**Overview**

We are a give a python abstract syntax tree and have to reverse engineer four checks for the flag.

Firstly, it compares if the key len is 64 and it splits them into key1, key2, key3 and key4.

```
If(
test=UnaryOp(
op=Not(),
operand=Compare(
left=Call(
func=Name(id='len', ctx=Load()),
args=[
Name(id='key', ctx=Load())],
keywords=[]),
ops=[
Eq()],
comparators=[
Constant(value=64)])),
body=[

```

```
Assign(
targets=[
Name(id='key1', ctx=Store())],
value=Subscript(
value=Name(id='key', ctx=Load()),
slice=Slice(
upper=Constant(value=16)),
ctx=Load())),
[...]

```

Then it defines some class KeyChkr and we notice a part of the flag that should be key4 because it ends with `}`.

```
If(
test=Compare(
left=Name(id='k', ctx=Load()),
ops=[
Eq()],
comparators=[
Constant(value='you_solved_it!!}')]),
body=[
Return(
value=Constant(value=True))],
orelse=[
Return(
value=Constant(value=False))])],

```

We then find 16 checks on each of the first 16 characters.
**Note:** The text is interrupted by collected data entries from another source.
//! Per-item validation, content classification and catalog ingestion.

use tracing::debug;

use super::{AudioRecord, Catalog, Upserted};
use crate::error::Result;
use crate::source::{AudioContent, Content, Message};

/// What a message carries, as far as the mirror cares.
#[derive(Debug, Clone, Copy, PartialEq, Eq)]
pub enum ContentKind {
    /// The message lacks an id, feed id, date or content.
    None,
    Audio,
    Text,
    Photo,
    Video,
    Document,
    VoiceNote,
    Other,
}

/// Classify `message` without touching the catalog.
pub fn classify(message: &Message) -> ContentKind {
    let (Some(_), Some(_), Some(_), Some(content)) =
        (message.id, message.feed_id, message.date, &message.content)
    else {
        return ContentKind::None;
    };
    match content {
        Content::Audio(_) => ContentKind::Audio,
        Content::Text { .. } => ContentKind::Text,
        Content::Photo => ContentKind::Photo,
        Content::Video => ContentKind::Video,
        Content::Document => ContentKind::Document,
        Content::VoiceNote => ContentKind::VoiceNote,
        Content::Unsupported => ContentKind::Other,
    }
}

/// Classify `message` and, if it is a complete audio item, upsert it.
///
/// Malformed and non-audio items come back with no upsert result; so do audio
/// items whose upload is still in progress. Only storage failures are errors.
pub async fn classify_and_ingest<C>(
    catalog: &C,
    message: &Message,
) -> Result<(ContentKind, Option<Upserted>)>
where
    C: Catalog + ?Sized,
{
    let kind = classify(message);
    if kind != ContentKind::Audio {
        return Ok((kind, None));
    }

    let Some(record) = audio_record(message) else {
        debug!(
            feed_id = message.feed_id,
            message_id = message.id,
            "Skipping incomplete audio item"
        );
        return Ok((kind, None));
    };

    let upserted = catalog.upsert(&record).await?;
    Ok((kind, Some(upserted)))
}

/// Build a record from a validated audio message.
///
/// `None` when a required audio field is missing or the upload has not
/// finished.
fn audio_record(message: &Message) -> Option<AudioRecord> {
    let Some(Content::Audio(audio)) = &message.content else {
        return None;
    };
    let AudioContent {
        title,
        performer,
        file_name,
        duration,
        mime_type,
        file,
    } = audio;
    let file = file.as_ref()?;
    if !file.is_uploading_completed {
        return None;
    }

    Some(AudioRecord {
        feed_id: message.feed_id?,
        message_id: message.id?,
        date: message.date?,
        file_id: file.id?,
        title: title.clone(),
        performer: performer.clone(),
        file_name: file_name.clone(),
        duration: (*duration)?,
        mime_type: mime_type.clone(),
        size: file.size.unwrap_or(0),
        local_path: file.local_path.clone().filter(|p| !p.is_empty()),
        downloaded: file.is_downloading_completed,
    })
}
We know this will be key1 because it spells out the flag format.

```
If(
test=Compare(
left=Subscript(
value=Name(id='key', ctx=Load()),
slice=Constant(value=0),
ctx=Load()),
ops=[
Eq()],
comparators=[
Constant(value='E')]),
body=[
If(
test=Compare(
left=Subscript(
value=Name(id='key', ctx=Load()),
slice=Constant(value=1),
ctx=Load()),
ops=[
Eq()],
comparators=[
Constant(value='N')]),
body=[
[...]

```

key1 will be `ENO{L13333333333`.

Moving on to key2. The ast file points out the declaration of a list called `vals`. It then xors every element of this list with 19 and compares it with out input.

```
Assign(
targets=[
Name(id='vals', ctx=Store())],
value=List(
elts=[
Constant(value=36),
Constant(value=76),
[...]
Constant(value=120)],
ctx=Load())),
For(
target=Tuple(
elts=[
Name(id='i', ctx=Store()),
Name(id='k', ctx=Store())],
ctx=Store()),
iter=Call(
func=Name(id='enumerate', ctx=Load()),
args=[
Name(id='key2', ctx=Load())],
keywords=[]),
body=[
Assign(
targets=[
Name(id='v', ctx=Store())],
value=BinOp(
left=Call(
func=Name(id='ord', ctx=Load()),
args=[
Subscript(
value=Name(id='key2', ctx=Load()),
slice=Name(id='i', ctx=Load()),
ctx=Load())],
keywords=[]),
op=BitXor(),
right=Constant(value=19))),
If(
test=Compare(
left=Name(id='v', ctx=Load()),
ops=[
NotEq()],
comparators=[
Subscript(
value=Name(id='vals', ctx=Load()),
slice=Name(id='i', ctx=Load()),
ctx=Load())]),
body=[
Assign(
targets=[
Name(id='ok', ctx=Store())],
value=Constant(value=False))],
orelse=[])],
orelse=[]),

```

key2 will be `7_super_duper_ok`

The following part just checks key3 to be equal to the reverse of a given string.

```
body=[
If(
test=Compare(
left=Subscript(
value=Name(id='k', ctx=Load()),
slice=Slice(
step=UnaryOp(
op=USub(),
operand=Constant(value=1))),
ctx=Load()),
ops=[
NotEq()],
comparators=[
Constant(value='_!ftcnocllunlol_')]),
body=[
Return(
value=Constant(value=False))],
orelse=[]),
Return(
value=Constant(value=True))],
decorator_list=[]),

```

key4 we already know, therefore the flag will be:

`ENO{L133333333337_super_duper_ok_lolnullconctf!_you_solved_it!!}`